(Beginning of Data section)

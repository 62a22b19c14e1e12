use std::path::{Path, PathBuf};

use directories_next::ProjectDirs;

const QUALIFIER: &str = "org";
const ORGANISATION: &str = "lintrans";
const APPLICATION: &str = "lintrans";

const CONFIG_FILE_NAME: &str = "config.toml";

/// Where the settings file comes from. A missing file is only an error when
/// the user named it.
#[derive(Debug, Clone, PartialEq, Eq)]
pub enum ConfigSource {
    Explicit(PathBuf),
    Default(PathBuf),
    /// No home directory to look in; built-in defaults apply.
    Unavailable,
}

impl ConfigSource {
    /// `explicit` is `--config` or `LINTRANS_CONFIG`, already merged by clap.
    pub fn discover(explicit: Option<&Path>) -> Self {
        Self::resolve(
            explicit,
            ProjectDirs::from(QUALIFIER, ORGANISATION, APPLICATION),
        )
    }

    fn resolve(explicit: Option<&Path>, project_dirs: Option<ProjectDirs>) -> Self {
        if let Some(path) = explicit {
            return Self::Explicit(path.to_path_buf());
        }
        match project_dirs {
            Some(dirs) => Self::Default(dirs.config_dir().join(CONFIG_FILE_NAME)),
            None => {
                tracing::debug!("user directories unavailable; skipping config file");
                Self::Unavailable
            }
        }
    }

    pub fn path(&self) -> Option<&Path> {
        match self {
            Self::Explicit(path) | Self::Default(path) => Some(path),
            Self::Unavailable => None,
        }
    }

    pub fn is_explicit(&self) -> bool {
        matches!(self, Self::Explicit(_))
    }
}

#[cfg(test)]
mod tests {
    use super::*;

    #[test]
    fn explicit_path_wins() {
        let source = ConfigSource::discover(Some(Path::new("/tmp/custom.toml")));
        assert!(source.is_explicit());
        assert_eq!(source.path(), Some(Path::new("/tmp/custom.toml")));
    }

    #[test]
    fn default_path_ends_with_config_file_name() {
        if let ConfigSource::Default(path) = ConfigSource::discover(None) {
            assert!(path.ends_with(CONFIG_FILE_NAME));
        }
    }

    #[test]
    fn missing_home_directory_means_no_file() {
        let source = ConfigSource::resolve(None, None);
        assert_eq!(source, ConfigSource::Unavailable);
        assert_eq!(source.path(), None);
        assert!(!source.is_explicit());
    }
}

(End of Data section)

> _Exercise_
Quote exactly the opening line of the material above and every line after it, up to and including the line that contains "const CONFIG_FILE_NAME: &str".

> _Reply_
repository 62a22b19c14e1e12
use std::path::{Path, PathBuf};

use directories_next::ProjectDirs;

const QUALIFIER: &str = "org";
const ORGANISATION: &str = "lintrans";
const APPLICATION: &str = "lintrans";

const CONFIG_FILE_NAME: &str = "config.toml";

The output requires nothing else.